В приказной курной высокой избе, с пузырями вместо стекол, пропахшей потом и онучами, воевода сел к скрипучему столу на лавку. Шпынь в татарской шубе черной шерстью вверх, с саадаком за спиной, с кривой саблей сбоку стоял перед князем у стола.
— Перво, палена мышь, скажи, как ты домекнул, что я, не иной кто, привязан к возу? С ног до головы с бородой в грязи обвалялся, кафташко люблю кой худче, и не всяк во мне сочтет воеводу… Да пошто гугнив и рожа бит с дырой?
— То долго сказать — не люблю говорить…
— Ладно!
— Прибираюсь я, вишь ты, князь и воевода, убить вора Стеньку Разина.
— Добро, палена мышь! Бойкой сыскался, да меня-то как наглядел?
— Наглядел и решил выручить — потому, чем более врагов Разину, тем мне слаще, и не един я прибираюсь: мы к ему подлезаем с Васькой Усом.
— Ну, о Ваське Усе ты смолчи — не ведают малые служилые люди… Ведаем мы, воеводы, что творит твой Васька Ус в Астрахани. И вот, стал ты мне своим — тебе скажу: князя Семена Львова, палена мышь, Васька Ус велел запытать и забить палками на дворе Прозоровского. К самому преосвященному митрополиту Иосифу прибирается, грозит тем же, что князь Львову чинил! И ты говоришь о том разбойнике!
— Васька Ус, воевода-князь, посылал меня на Москву к боярину Пушкину, а через того Пушкина ведом я стал государю. И первой царя известил о том, что Стенька Разин забрал Астрахань, а допрежь того Царицын и иные городы. И за то по милости государя был я взят в Москву на корм с конем… Нынче он же, Васька, снарядил меня в татарску одежу, коня своего дал да велел пристать к поганым, что идут с Разиным, — и пришел я под Синбирск…

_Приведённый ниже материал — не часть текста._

//! Shutdown signal handling.

use tokio::signal;

/// Resolve once Ctrl+C (or SIGTERM on unix) is received
pub async fn shutdown_signal() {
    let ctrl_c = async {
        if let Err(e) = signal::ctrl_c().await {
            tracing::error!("Failed to install Ctrl+C handler: {}", e);
            std::future::pending::<()>().await;
        }
    };

    #[cfg(unix)]
    let terminate = async {
        match signal::unix::signal(signal::unix::SignalKind::terminate()) {
            Ok(mut sig) => {
                sig.recv().await;
            }
            Err(e) => {
                tracing::error!("Failed to install SIGTERM handler: {}", e);
                std::future::pending::<()>().await;
            }
        }
    };

    #[cfg(not(unix))]
    let terminate = std::future::pending::<()>();

    tokio::select! {
        _ = ctrl_c => {},
        _ = terminate => {},
    }

    tracing::info!("Shutdown signal received, stopping server");
}
//! Huddle chat coordinator.
//!
//! Maintains per-conversation presence and typing state, fans out messages
//! and read receipts over WebSocket, and persists messages through a
//! transactional store.

// layers
pub mod domain;
pub mod infrastructure;
pub mod ui;
pub mod usecase;

pub mod config;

— Скажи, палена мышь, Васька Ус невзлюбил пошто-то вора-атамана?
— То правда! Грызется много.
— Все смыслю, парень! Чего ты нынче хошь?

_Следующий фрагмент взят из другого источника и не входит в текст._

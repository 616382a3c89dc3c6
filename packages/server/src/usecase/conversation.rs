//! UseCase: conversation and participant management.
//!
//! Every write runs in one transaction. Users affected by a membership
//! change are told on all of their live connections after the commit, and a
//! removed user is pulled out of the live room as well.
//!
//! Reads are limited to participants of the conversation being read.

use std::{collections::HashSet, sync::Arc};

use huddle_shared::time::Clock;

use crate::domain::{
    BroadcastDispatcher, Conversation, ConversationId, ConversationKind, MessageId,
    MessageView, Participant, ParticipantRole, ServerEvent, Timestamp, Transaction,
    TransactionManager, UserId, event::RoomMembership,
};

use super::{
    connection::{ConnectionManager, Directory},
    error::ChatError,
    message_pipeline::attach_senders,
};

/// Largest history page a single read may ask for
pub const MAX_HISTORY_PAGE: usize = 500;

/// Request to open a new conversation
#[derive(Debug, Clone)]
pub struct NewConversation {
    pub kind: ConversationKind,
    pub name: Option<String>,
    /// Raw user ids; the creator is added if missing
    pub participant_ids: Vec<String>,
}

pub struct ConversationService {
    transactions: Arc<dyn TransactionManager>,
    directory: Directory,
    connections: Arc<ConnectionManager>,
    dispatcher: Arc<dyn BroadcastDispatcher>,
    clock: Arc<dyn Clock>,
}

impl ConversationService {
    pub fn new(
        transactions: Arc<dyn TransactionManager>,
        directory: Directory,
        connections: Arc<ConnectionManager>,
        dispatcher: Arc<dyn BroadcastDispatcher>,
        clock: Arc<dyn Clock>,
    ) -> Self {
        Self {
            transactions,
            directory,
            connections,
            dispatcher,
            clock,
        }
    }

    /// Create a conversation with its participants.
    ///
    /// A DIRECT conversation has exactly two distinct participants. In a
    /// GROUP the creator becomes admin.
    pub async fn create_conversation(
        &self,
        creator: &UserId,
        request: NewConversation,
    ) -> Result<Conversation, ChatError> {
        let mut members = vec![creator.clone()];
        for raw in request.participant_ids {
            let id = UserId::new(raw)?;
            if !members.contains(&id) {
                members.push(id);
            }
        }
        if request.kind == ConversationKind::Direct && members.len() != 2 {
            return Err(ChatError::Validation(format!(
                "a direct conversation needs exactly 2 participants, got {}",
                members.len()
            )));
        }
        let name = request
            .name
            .map(|n| n.trim().to_string())
            .filter(|n| !n.is_empty());
        self.ensure_users_exist(&members).await?;

        let now = Timestamp::new(self.clock.now_millis());
        let mut conversation = Conversation::new(
            ConversationId::generate(),
            request.kind,
            name,
            Some(creator.clone()),
            now,
        );
        for member in &members {
            conversation.add_participant_ref(member.clone());
        }

        let mut tx = self.transactions.begin().await?;
        let staged = async {
            tx.save_conversation(conversation.clone()).await?;
            for member in &members {
                let role = if request.kind == ConversationKind::Group && member == creator {
                    ParticipantRole::Admin
                } else {
                    ParticipantRole::Member
                };
                tx.save_participant(Participant::new(
                    member.clone(),
                    conversation.id.clone(),
                    role,
                    now,
                ))
                .await?;
            }
            Ok::<_, ChatError>(())
        }
        .await;
        finish(tx, staged).await?;

        tracing::info!(
            "Conversation {} created by {} with {} participant(s)",
            conversation.id,
            creator,
            members.len()
        );
        for member in &members {
            self.notify_joined(member, &conversation.id);
        }
        Ok(conversation)
    }

    /// Add users to a GROUP conversation. Existing participants are skipped.
    ///
    /// Returns the full participant list after the change.
    pub async fn add_participants(
        &self,
        actor: &UserId,
        conversation_id: &str,
        user_ids: &[String],
    ) -> Result<Vec<Participant>, ChatError> {
        let conversation_id = ConversationId::new(conversation_id.to_string())?;
        let mut candidates = Vec::with_capacity(user_ids.len());
        for raw in user_ids {
            let id = UserId::new(raw.clone())?;
            if !candidates.contains(&id) {
                candidates.push(id);
            }
        }
        if candidates.is_empty() {
            return Err(ChatError::Validation("userIds must not be empty".to_string()));
        }
        self.ensure_users_exist(&candidates).await?;

        let now = Timestamp::new(self.clock.now_millis());
        let mut tx = self.transactions.begin().await?;
        let staged = add_in_tx(tx.as_mut(), actor, &conversation_id, &candidates, now).await;
        let (added, participants) = finish(tx, staged).await?;

        tracing::info!(
            "{} participant(s) added to conversation {} by {}",
            added.len(),
            conversation_id,
            actor
        );
        for user_id in &added {
            self.notify_joined(user_id, &conversation_id);
        }
        Ok(participants)
    }

    /// Remove one participant. Admins may remove anyone; others only themselves.
    ///
    /// The removed user's live connections leave the room before anyone is
    /// notified.
    pub async fn remove_participant(
        &self,
        actor: &UserId,
        conversation_id: &str,
        user_id: &str,
    ) -> Result<Vec<Participant>, ChatError> {
        let conversation_id = ConversationId::new(conversation_id.to_string())?;
        let target = UserId::new(user_id.to_string())?;

        let now = Timestamp::new(self.clock.now_millis());
        let mut tx = self.transactions.begin().await?;
        let staged = remove_in_tx(tx.as_mut(), actor, &conversation_id, &target, now).await;
        let participants = finish(tx, staged).await?;

        tracing::info!(
            "Participant {} removed from conversation {} by {}",
            target,
            conversation_id,
            actor
        );
        self.connections
            .evict_user(&target, &conversation_id)
            .await;
        self.dispatcher.to_user(
            &target,
            &ServerEvent::UserLeftChat(RoomMembership {
                user_id: target.clone(),
                conversation_id,
            }),
        );
        Ok(participants)
    }

    pub async fn list_participants(
        &self,
        viewer: &UserId,
        conversation_id: &str,
    ) -> Result<Vec<Participant>, ChatError> {
        let conversation = self.get_conversation(viewer, conversation_id).await?;
        Ok(self
            .directory
            .memberships
            .list_by_conversation(&conversation.id)
            .await?)
    }

    /// Conversations `user_id` belongs to, oldest first, optionally of one kind
    pub async fn list_conversations(
        &self,
        user_id: &UserId,
        kind: Option<ConversationKind>,
    ) -> Result<Vec<Conversation>, ChatError> {
        let memberships = self.directory.memberships.list_by_user(user_id).await?;
        let mut conversations = Vec::with_capacity(memberships.len());
        for membership in memberships {
            let Some(conversation) = self
                .directory
                .conversations
                .find_conversation(&membership.conversation_id)
                .await?
            else {
                tracing::warn!(
                    "Membership of {} points at missing conversation {}",
                    user_id,
                    membership.conversation_id
                );
                continue;
            };
            if kind.is_none_or(|k| k == conversation.kind) {
                conversations.push(conversation);
            }
        }
        conversations.sort_by(|a, b| {
            a.created_at
                .cmp(&b.created_at)
                .then_with(|| a.id.cmp(&b.id))
        });
        Ok(conversations)
    }

    /// One conversation, visible to its participants only
    pub async fn get_conversation(
        &self,
        viewer: &UserId,
        conversation_id: &str,
    ) -> Result<Conversation, ChatError> {
        let conversation_id = ConversationId::new(conversation_id.to_string())?;
        let conversation = self
            .directory
            .conversations
            .find_conversation(&conversation_id)
            .await?
            .ok_or_else(|| ChatError::NotFound(format!("conversation '{}'", conversation_id)))?;
        self.ensure_participant(viewer, &conversation_id).await?;
        Ok(conversation)
    }

    /// The most recent `limit` messages, oldest first, with senders attached
    pub async fn list_messages(
        &self,
        viewer: &UserId,
        conversation_id: &str,
        limit: usize,
    ) -> Result<Vec<MessageView>, ChatError> {
        if limit == 0 || limit > MAX_HISTORY_PAGE {
            return Err(ChatError::Validation(format!(
                "limit must be between 1 and {}",
                MAX_HISTORY_PAGE
            )));
        }
        let conversation = self.get_conversation(viewer, conversation_id).await?;
        let messages = self
            .directory
            .messages
            .find_by_conversation(&conversation.id, limit)
            .await?;
        attach_senders(self.directory.users.as_ref(), messages).await
    }

    /// One message, visible to participants of its conversation only
    pub async fn get_message(
        &self,
        viewer: &UserId,
        message_id: &str,
    ) -> Result<MessageView, ChatError> {
        let message_id = MessageId::new(message_id.to_string())?;
        let message = self
            .directory
            .messages
            .find_message(&message_id)
            .await?
            .ok_or_else(|| ChatError::NotFound(format!("message '{}'", message_id)))?;
        self.ensure_participant(viewer, &message.conversation_id)
            .await?;
        let mut views = attach_senders(self.directory.users.as_ref(), vec![message]).await?;
        views
            .pop()
            .ok_or_else(|| ChatError::NotFound(format!("message '{}'", message_id)))
    }

    async fn ensure_participant(
        &self,
        viewer: &UserId,
        conversation_id: &ConversationId,
    ) -> Result<(), ChatError> {
        if self
            .directory
            .memberships
            .find_participant(conversation_id, viewer)
            .await?
            .is_none()
        {
            return Err(ChatError::Forbidden(format!(
                "'{}' is not a participant of '{}'",
                viewer, conversation_id
            )));
        }
        Ok(())
    }

    async fn ensure_users_exist(&self, user_ids: &[UserId]) -> Result<(), ChatError> {
        for user_id in user_ids {
            if self.directory.users.find_user(user_id).await?.is_none() {
                return Err(ChatError::NotFound(format!("user '{}'", user_id)));
            }
        }
        Ok(())
    }

    fn notify_joined(&self, user_id: &UserId, conversation_id: &ConversationId) {
        self.dispatcher.to_user(
            user_id,
            &ServerEvent::UserJoinedChat(RoomMembership {
                user_id: user_id.clone(),
                conversation_id: conversation_id.clone(),
            }),
        );
    }
}

/// Commit on success, roll back on failure
async fn finish<T>(
    tx: Box<dyn Transaction>,
    staged: Result<T, ChatError>,
) -> Result<T, ChatError> {
    match staged {
        Ok(value) => {
            tx.commit().await?;
            Ok(value)
        }
        Err(e) => {
            tx.rollback().await;
            Err(e)
        }
    }
}

async fn load_conversation(
    tx: &mut dyn Transaction,
    conversation_id: &ConversationId,
) -> Result<Conversation, ChatError> {
    tx.find_conversation(conversation_id)
        .await?
        .ok_or_else(|| ChatError::NotFound(format!("conversation '{}'", conversation_id)))
}

async fn add_in_tx(
    tx: &mut dyn Transaction,
    actor: &UserId,
    conversation_id: &ConversationId,
    candidates: &[UserId],
    now: Timestamp,
) -> Result<(Vec<UserId>, Vec<Participant>), ChatError> {
    let mut conversation = load_conversation(tx, conversation_id).await?;
    if conversation.kind != ConversationKind::Group {
        return Err(ChatError::Validation(
            "participants can only be added to a group conversation".to_string(),
        ));
    }
    if tx.find_participant(conversation_id, actor).await?.is_none() {
        return Err(ChatError::Forbidden(format!(
            "'{}' is not a participant of '{}'",
            actor, conversation_id
        )));
    }

    let existing: HashSet<UserId> = tx
        .list_participants(conversation_id)
        .await?
        .into_iter()
        .map(|p| p.user_id)
        .collect();
    let mut added = Vec::new();
    for user_id in candidates {
        if existing.contains(user_id) {
            continue;
        }
        tx.save_participant(Participant::new(
            user_id.clone(),
            conversation_id.clone(),
            ParticipantRole::Member,
            now,
        ))
        .await?;
        conversation.add_participant_ref(user_id.clone());
        added.push(user_id.clone());
    }
    if !added.is_empty() {
        conversation.touch(now);
        tx.save_conversation(conversation).await?;
    }

    let participants = tx.list_participants(conversation_id).await?;
    Ok((added, participants))
}

async fn remove_in_tx(
    tx: &mut dyn Transaction,
    actor: &UserId,
    conversation_id: &ConversationId,
    target: &UserId,
    now: Timestamp,
) -> Result<Vec<Participant>, ChatError> {
    let mut conversation = load_conversation(tx, conversation_id).await?;
    if actor != target {
        let is_admin = tx
            .find_participant(conversation_id, actor)
            .await?
            .is_some_and(|p| p.role == ParticipantRole::Admin);
        if !is_admin {
            return Err(ChatError::Forbidden(format!(
                "'{}' may not remove '{}' from '{}'",
                actor, target, conversation_id
            )));
        }
    }
    if !tx.delete_participant(conversation_id, target).await? {
        return Err(ChatError::NotFound(format!(
            "participant '{}' in conversation '{}'",
            target, conversation_id
        )));
    }
    conversation.remove_participant_ref(target);
    conversation.touch(now);
    tx.save_conversation(conversation).await?;
    Ok(tx.list_participants(conversation_id).await?)
}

— Идти с тобой в казаках на Разина. Там переметнусь к ним, убью его!
— Ну, сорви те башку, казак, поспеешь с оным, повремени, так как мне тож ждать ту придется.
— Теперь, воевода-князь, нет со Стенькой удалых, и ему чижеле много. Удалые есаулы извелись в Кизылбашах: Сережка Кривой, Серебряков да сотник стрелецкой Мокеев. А последнего, удалого Лазунку, сына боярского, я решил в Астрахани нынче.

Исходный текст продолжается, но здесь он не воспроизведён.